Stored items →
"""

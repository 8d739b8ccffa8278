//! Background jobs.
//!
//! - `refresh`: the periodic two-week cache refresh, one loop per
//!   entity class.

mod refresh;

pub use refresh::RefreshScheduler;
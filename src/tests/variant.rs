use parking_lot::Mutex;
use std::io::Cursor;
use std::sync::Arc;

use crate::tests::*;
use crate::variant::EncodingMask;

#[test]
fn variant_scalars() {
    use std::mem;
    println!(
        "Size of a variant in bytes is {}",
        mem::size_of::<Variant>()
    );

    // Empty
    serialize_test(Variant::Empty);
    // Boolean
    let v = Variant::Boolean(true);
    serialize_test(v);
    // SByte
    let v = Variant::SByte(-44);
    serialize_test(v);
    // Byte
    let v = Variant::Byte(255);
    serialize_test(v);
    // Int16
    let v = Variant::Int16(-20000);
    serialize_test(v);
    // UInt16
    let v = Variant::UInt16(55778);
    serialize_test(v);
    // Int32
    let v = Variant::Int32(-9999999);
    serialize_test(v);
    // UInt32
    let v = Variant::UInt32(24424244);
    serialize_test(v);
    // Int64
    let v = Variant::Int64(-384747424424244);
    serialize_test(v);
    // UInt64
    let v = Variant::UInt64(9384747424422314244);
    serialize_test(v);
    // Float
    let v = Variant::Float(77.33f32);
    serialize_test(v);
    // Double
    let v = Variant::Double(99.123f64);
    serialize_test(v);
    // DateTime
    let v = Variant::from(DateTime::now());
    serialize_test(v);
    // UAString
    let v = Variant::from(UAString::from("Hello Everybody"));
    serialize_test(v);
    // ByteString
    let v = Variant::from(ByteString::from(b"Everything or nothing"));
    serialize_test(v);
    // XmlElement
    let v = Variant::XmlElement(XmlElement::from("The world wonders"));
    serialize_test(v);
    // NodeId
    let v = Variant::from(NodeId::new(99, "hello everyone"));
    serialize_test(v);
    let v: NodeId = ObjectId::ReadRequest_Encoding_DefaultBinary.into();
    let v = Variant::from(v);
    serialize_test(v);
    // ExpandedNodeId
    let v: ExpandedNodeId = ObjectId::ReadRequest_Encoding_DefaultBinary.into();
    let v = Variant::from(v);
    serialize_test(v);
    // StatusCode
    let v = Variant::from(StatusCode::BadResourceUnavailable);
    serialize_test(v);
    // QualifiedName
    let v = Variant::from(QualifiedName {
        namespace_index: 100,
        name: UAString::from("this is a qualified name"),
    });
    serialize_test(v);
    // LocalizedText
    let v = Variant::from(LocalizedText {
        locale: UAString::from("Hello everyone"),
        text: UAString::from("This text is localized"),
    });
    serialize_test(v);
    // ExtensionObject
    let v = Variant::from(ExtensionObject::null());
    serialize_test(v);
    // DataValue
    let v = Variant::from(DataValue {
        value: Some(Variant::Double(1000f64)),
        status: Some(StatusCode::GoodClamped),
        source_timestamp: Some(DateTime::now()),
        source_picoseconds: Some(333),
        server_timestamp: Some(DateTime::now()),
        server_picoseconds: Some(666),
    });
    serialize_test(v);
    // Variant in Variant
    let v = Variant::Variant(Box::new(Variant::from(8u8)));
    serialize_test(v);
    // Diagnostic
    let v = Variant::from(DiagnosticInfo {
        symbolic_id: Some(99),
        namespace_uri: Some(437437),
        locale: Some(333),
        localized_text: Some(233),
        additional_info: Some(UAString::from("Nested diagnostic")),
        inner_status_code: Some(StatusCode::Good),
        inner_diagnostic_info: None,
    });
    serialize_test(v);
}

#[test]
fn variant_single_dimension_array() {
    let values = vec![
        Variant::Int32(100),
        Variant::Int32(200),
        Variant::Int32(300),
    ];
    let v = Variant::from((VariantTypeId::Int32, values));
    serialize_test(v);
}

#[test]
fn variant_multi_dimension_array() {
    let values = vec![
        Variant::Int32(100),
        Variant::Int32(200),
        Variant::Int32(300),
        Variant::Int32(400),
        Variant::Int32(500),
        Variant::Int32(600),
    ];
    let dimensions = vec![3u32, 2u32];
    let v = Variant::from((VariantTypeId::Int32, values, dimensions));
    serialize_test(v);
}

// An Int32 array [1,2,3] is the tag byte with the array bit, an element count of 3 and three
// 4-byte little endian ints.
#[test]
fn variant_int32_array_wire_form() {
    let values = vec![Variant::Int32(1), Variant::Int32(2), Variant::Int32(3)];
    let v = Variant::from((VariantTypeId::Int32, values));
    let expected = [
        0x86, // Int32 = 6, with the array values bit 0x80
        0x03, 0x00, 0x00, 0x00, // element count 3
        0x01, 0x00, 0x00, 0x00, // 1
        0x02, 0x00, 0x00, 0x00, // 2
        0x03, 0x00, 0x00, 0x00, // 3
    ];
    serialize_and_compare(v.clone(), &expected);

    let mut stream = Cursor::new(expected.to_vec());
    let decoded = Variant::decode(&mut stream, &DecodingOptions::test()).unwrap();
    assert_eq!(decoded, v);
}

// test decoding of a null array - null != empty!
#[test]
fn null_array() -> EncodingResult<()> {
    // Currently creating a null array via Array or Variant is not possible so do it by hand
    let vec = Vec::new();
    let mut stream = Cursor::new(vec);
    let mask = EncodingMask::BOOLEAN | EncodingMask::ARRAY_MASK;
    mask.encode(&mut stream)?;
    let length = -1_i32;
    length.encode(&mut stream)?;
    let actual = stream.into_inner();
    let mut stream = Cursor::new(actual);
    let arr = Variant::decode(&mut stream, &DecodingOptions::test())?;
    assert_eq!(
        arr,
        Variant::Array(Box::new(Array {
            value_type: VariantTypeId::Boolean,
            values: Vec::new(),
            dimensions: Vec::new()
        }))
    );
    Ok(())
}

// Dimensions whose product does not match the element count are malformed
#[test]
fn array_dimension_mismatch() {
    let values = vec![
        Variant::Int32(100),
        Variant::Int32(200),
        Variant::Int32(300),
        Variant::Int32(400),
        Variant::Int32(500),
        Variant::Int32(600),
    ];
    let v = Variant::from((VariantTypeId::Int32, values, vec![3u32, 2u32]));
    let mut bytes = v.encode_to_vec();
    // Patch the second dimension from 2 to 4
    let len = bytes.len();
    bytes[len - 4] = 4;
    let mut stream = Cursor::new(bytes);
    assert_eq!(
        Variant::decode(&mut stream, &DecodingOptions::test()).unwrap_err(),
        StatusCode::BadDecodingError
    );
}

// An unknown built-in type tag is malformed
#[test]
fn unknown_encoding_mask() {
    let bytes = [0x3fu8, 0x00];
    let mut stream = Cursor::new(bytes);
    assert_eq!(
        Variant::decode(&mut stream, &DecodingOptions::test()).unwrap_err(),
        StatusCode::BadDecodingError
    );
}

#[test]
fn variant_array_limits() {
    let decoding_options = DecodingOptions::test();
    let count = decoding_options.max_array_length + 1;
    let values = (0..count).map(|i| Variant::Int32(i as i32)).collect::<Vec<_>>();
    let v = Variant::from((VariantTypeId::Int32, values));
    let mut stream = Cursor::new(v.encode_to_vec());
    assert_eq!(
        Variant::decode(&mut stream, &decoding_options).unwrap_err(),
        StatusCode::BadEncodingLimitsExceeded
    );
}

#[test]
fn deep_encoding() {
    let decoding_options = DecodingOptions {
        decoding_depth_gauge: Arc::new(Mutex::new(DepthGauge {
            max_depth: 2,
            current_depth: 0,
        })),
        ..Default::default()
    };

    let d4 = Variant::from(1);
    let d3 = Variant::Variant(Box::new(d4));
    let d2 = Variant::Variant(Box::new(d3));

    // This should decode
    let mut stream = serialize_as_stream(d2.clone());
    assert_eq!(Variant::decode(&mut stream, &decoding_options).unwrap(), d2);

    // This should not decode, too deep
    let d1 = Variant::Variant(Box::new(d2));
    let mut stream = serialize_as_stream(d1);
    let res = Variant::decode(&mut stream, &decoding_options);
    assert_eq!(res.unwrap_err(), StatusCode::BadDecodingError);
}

"""
"""

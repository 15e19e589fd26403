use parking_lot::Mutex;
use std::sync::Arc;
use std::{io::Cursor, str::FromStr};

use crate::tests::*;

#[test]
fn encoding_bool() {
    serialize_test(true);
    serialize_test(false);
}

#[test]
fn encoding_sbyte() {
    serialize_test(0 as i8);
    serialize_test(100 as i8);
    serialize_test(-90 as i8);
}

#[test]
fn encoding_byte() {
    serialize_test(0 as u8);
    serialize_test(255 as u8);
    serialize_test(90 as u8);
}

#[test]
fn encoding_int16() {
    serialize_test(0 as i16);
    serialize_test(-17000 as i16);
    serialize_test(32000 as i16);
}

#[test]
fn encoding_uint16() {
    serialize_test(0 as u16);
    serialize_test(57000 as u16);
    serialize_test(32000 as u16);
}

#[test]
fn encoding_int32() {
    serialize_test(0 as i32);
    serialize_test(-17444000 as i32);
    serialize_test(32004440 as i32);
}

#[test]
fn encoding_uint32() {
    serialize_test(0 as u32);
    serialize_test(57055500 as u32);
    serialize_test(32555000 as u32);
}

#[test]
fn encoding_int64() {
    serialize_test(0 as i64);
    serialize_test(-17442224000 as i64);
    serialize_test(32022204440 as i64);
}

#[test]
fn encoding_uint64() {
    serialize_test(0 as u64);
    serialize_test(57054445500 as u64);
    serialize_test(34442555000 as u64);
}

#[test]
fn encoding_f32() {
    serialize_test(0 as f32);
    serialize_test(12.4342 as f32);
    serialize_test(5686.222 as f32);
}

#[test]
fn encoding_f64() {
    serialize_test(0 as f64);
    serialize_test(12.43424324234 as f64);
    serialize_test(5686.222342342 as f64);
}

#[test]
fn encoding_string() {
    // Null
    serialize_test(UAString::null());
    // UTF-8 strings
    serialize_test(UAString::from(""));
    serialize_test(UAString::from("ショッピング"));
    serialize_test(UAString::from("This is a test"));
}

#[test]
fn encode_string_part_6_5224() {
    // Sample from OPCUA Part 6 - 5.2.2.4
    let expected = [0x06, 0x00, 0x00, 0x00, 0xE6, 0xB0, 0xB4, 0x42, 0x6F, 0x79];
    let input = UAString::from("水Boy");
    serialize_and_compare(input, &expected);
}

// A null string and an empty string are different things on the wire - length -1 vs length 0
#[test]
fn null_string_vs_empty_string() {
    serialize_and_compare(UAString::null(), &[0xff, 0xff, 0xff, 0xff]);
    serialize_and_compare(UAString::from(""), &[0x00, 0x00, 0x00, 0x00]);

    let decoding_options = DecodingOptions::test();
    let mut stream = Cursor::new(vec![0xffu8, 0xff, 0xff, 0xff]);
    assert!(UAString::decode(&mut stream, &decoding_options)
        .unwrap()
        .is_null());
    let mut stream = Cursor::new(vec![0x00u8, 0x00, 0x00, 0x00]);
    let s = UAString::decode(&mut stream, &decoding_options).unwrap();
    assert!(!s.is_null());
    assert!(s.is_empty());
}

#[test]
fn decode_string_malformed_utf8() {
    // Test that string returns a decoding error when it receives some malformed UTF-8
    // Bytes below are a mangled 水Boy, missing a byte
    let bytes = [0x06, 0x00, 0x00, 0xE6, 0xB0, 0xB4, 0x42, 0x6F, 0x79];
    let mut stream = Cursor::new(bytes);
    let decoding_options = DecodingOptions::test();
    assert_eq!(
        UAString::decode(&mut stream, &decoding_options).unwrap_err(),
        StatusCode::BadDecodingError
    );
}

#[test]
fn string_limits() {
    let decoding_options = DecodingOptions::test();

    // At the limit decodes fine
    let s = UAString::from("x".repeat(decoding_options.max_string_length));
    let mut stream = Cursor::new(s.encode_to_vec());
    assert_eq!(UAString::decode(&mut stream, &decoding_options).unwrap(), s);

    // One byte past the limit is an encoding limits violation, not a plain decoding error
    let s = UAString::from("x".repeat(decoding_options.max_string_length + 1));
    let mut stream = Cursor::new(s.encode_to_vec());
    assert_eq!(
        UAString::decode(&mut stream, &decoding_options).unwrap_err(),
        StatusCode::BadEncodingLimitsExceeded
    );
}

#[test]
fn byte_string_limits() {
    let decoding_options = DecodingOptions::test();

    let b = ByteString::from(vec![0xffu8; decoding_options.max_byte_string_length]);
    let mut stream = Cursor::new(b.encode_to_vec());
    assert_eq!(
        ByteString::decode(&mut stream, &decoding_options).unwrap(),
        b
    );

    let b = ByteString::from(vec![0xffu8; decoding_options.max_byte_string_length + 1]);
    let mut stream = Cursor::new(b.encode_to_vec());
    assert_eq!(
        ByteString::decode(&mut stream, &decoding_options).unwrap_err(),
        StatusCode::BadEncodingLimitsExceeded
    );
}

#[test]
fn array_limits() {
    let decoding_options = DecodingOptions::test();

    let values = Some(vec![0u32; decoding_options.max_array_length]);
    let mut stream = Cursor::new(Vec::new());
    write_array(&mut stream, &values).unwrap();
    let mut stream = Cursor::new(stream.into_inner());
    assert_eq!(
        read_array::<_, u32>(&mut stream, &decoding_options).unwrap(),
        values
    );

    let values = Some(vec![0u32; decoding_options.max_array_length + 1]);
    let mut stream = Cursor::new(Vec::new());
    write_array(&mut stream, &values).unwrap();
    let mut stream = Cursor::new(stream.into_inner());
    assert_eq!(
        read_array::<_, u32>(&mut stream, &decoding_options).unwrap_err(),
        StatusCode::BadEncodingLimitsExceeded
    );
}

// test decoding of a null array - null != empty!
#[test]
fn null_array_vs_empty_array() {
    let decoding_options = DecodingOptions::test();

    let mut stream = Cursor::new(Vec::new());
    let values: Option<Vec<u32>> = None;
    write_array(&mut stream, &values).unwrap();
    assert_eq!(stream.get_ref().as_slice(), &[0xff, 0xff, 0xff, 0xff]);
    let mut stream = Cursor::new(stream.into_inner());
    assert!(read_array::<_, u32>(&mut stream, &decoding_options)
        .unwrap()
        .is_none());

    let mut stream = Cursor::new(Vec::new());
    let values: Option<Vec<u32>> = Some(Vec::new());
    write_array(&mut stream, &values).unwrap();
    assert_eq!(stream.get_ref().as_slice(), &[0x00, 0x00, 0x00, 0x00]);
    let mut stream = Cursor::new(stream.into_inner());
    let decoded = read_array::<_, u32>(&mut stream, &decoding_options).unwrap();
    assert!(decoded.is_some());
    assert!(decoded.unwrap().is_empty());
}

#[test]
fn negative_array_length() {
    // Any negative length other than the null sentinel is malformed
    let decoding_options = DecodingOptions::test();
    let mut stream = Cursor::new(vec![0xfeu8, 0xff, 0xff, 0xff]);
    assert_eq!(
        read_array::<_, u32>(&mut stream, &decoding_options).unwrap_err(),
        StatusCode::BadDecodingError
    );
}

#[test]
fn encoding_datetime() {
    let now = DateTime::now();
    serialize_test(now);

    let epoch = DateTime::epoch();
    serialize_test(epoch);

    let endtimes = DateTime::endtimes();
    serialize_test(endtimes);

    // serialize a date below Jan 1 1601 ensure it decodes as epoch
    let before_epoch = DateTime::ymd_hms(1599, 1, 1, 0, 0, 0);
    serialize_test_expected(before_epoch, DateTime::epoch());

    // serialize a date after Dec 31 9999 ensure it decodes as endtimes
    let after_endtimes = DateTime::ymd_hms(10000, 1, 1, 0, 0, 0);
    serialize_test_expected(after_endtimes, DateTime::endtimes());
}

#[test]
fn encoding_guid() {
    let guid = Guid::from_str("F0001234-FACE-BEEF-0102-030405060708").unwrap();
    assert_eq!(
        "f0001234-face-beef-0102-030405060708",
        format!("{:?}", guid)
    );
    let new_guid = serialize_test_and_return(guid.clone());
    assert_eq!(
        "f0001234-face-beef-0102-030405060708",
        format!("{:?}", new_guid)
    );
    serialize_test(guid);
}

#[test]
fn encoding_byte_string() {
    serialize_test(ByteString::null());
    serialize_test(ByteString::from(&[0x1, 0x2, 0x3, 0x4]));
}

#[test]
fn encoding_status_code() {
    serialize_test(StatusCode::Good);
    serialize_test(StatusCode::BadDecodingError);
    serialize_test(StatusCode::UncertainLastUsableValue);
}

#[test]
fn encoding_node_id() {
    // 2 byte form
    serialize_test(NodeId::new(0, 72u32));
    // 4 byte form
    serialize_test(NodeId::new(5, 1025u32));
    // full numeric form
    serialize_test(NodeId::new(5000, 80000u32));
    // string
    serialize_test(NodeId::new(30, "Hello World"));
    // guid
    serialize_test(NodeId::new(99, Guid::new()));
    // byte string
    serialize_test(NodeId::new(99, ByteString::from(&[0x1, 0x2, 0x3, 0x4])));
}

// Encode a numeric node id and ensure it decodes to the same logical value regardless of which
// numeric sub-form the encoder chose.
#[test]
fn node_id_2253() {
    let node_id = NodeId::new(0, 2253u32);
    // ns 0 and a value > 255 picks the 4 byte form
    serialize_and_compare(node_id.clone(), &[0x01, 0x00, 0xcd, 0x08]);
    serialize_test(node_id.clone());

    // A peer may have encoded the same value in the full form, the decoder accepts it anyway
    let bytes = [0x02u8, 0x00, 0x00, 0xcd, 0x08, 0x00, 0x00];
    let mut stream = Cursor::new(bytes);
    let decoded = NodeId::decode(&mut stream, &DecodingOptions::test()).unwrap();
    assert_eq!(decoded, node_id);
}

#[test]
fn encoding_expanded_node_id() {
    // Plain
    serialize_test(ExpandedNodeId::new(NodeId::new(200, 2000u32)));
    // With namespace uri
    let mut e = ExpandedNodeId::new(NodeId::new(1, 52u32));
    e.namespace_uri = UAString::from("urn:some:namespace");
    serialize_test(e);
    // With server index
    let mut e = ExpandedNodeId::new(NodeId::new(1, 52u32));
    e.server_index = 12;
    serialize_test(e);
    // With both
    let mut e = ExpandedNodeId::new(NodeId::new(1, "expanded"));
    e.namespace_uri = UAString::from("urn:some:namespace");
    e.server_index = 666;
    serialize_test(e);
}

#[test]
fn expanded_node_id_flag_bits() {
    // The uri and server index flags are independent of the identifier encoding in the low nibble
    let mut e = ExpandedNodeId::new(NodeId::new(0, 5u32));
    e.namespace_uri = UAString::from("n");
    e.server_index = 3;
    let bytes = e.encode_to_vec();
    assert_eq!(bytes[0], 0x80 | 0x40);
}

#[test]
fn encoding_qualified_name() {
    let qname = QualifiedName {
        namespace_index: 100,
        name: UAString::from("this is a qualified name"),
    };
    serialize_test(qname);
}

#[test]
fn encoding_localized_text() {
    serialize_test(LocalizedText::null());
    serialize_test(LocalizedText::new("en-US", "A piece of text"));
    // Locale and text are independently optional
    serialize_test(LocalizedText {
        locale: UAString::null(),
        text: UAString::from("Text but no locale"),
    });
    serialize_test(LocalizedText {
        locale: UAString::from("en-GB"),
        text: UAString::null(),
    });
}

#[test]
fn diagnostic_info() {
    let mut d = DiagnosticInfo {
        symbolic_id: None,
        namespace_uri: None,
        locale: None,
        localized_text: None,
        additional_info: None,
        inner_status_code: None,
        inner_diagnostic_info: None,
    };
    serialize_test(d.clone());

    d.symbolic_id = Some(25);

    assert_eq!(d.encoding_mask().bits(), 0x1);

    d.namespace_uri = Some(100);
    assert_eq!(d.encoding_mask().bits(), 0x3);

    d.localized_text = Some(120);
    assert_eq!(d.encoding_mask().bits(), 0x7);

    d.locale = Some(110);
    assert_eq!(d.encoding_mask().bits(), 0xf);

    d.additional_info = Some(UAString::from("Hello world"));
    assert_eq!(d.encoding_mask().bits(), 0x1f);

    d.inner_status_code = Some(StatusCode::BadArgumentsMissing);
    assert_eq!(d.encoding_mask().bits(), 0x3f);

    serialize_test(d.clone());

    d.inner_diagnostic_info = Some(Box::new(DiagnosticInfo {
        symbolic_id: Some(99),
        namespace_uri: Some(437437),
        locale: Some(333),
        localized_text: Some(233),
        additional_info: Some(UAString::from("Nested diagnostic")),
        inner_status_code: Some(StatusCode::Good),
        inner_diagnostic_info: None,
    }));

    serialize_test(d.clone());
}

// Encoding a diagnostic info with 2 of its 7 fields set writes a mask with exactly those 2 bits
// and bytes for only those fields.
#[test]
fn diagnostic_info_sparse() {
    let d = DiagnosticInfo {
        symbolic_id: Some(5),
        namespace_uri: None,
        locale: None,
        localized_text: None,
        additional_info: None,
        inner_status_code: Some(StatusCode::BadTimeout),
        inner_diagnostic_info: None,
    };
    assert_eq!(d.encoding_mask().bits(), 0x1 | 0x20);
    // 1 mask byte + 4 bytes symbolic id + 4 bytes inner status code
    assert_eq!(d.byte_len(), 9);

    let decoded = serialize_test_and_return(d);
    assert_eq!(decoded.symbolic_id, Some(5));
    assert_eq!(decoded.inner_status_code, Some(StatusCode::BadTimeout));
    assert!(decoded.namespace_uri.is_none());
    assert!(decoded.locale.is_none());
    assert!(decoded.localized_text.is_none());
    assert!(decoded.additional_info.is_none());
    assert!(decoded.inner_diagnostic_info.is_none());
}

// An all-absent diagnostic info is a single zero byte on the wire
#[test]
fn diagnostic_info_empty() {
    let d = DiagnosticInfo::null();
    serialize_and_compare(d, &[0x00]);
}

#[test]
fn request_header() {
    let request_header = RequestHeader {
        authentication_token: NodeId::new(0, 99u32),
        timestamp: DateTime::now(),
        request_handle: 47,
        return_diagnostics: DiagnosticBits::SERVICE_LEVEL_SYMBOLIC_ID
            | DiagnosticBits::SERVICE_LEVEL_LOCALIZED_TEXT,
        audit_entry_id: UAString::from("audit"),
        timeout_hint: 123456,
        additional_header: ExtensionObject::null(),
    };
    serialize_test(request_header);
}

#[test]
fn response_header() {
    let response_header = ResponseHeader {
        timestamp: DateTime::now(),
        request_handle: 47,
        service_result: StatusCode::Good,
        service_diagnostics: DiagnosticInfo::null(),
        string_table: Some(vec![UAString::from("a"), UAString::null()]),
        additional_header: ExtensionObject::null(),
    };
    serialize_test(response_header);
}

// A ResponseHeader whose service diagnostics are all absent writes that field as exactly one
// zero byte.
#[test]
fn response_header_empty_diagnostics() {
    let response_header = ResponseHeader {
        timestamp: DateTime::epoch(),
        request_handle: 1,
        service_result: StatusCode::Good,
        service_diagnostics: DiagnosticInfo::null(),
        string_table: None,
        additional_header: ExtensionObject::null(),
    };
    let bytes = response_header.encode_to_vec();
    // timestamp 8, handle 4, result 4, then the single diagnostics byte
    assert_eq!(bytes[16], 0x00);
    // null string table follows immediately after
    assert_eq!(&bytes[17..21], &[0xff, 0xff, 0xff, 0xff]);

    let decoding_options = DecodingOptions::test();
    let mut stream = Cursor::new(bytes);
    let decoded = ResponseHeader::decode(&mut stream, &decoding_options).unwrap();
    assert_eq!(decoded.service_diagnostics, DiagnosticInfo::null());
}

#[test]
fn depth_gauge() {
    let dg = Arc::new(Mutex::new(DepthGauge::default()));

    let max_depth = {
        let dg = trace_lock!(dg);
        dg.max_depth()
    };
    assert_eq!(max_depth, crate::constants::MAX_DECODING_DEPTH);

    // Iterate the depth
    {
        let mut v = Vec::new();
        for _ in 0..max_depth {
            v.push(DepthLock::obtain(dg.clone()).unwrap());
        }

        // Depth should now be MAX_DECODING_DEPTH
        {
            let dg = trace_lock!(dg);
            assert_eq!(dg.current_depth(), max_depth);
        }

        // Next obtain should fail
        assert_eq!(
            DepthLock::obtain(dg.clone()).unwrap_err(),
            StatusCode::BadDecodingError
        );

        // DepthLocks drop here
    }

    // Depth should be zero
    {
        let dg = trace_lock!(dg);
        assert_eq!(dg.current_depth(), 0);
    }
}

"""
"""

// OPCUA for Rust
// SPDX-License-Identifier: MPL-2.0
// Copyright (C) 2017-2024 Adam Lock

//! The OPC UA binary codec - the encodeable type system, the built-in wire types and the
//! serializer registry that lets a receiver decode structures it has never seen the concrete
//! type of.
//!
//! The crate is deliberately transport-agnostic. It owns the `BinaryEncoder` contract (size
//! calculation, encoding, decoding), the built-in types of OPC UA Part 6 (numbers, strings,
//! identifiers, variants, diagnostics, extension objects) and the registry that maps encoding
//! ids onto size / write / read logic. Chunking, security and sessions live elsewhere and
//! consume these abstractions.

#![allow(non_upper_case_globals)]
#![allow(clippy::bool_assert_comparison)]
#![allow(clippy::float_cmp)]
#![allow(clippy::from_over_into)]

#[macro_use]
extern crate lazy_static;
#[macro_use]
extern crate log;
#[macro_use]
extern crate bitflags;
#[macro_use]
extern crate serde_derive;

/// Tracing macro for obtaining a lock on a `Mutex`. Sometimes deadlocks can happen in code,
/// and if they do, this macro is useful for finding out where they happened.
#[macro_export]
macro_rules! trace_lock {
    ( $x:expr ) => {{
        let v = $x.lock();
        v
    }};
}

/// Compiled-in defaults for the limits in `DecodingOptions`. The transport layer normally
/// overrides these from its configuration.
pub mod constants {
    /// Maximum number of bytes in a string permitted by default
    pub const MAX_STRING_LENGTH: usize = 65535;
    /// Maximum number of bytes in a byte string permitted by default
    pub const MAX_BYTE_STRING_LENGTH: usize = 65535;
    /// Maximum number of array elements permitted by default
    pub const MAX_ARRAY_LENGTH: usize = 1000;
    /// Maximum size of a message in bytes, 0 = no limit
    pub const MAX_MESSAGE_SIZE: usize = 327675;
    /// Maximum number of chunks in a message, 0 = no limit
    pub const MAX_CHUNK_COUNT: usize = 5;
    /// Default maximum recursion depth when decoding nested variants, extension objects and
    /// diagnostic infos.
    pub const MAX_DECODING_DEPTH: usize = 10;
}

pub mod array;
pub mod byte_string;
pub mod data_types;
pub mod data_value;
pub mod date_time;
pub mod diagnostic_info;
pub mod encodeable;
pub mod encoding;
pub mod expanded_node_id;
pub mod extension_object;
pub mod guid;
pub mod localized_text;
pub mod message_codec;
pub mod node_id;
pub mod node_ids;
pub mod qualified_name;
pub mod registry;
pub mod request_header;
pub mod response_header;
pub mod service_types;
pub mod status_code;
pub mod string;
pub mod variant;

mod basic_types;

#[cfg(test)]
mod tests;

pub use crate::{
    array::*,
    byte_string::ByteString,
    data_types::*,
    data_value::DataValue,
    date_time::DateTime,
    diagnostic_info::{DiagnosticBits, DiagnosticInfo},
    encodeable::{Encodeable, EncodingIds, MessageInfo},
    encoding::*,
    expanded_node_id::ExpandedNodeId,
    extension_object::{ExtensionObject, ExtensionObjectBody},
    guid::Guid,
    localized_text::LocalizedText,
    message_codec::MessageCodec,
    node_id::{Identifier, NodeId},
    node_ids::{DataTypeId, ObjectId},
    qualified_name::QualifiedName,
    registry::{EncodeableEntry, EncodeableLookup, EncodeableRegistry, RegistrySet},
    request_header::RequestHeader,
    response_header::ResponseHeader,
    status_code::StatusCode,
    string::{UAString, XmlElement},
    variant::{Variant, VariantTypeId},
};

"""

WHAT NEEDS TO BE DONE → Using the entries above, repeat only the lines from the one containing "repository 8d739b8ccffa8278" through the one containing "let v = Variant::Double(99.123f64);", end lines included.

ANSWER SPACE →
repository 8d739b8ccffa8278
//! Background jobs.
//!
//! - `refresh`: the periodic two-week cache refresh, one loop per
//!   entity class.

mod refresh;

pub use refresh::RefreshScheduler;
filename src/tests/variant.rs
use parking_lot::Mutex;
use std::io::Cursor;
use std::sync::Arc;

use crate::tests::*;
use crate::variant::EncodingMask;

#[test]
fn variant_scalars() {
    use std::mem;
    println!(
        "Size of a variant in bytes is {}",
        mem::size_of::<Variant>()
    );

    // Empty
    serialize_test(Variant::Empty);
    // Boolean
    let v = Variant::Boolean(true);
    serialize_test(v);
    // SByte
    let v = Variant::SByte(-44);
    serialize_test(v);
    // Byte
    let v = Variant::Byte(255);
    serialize_test(v);
    // Int16
    let v = Variant::Int16(-20000);
    serialize_test(v);
    // UInt16
    let v = Variant::UInt16(55778);
    serialize_test(v);
    // Int32
    let v = Variant::Int32(-9999999);
    serialize_test(v);
    // UInt32
    let v = Variant::UInt32(24424244);
    serialize_test(v);
    // Int64
    let v = Variant::Int64(-384747424424244);
    serialize_test(v);
    // UInt64
    let v = Variant::UInt64(9384747424422314244);
    serialize_test(v);
    // Float
    let v = Variant::Float(77.33f32);
    serialize_test(v);
    // Double
    let v = Variant::Double(99.123f64);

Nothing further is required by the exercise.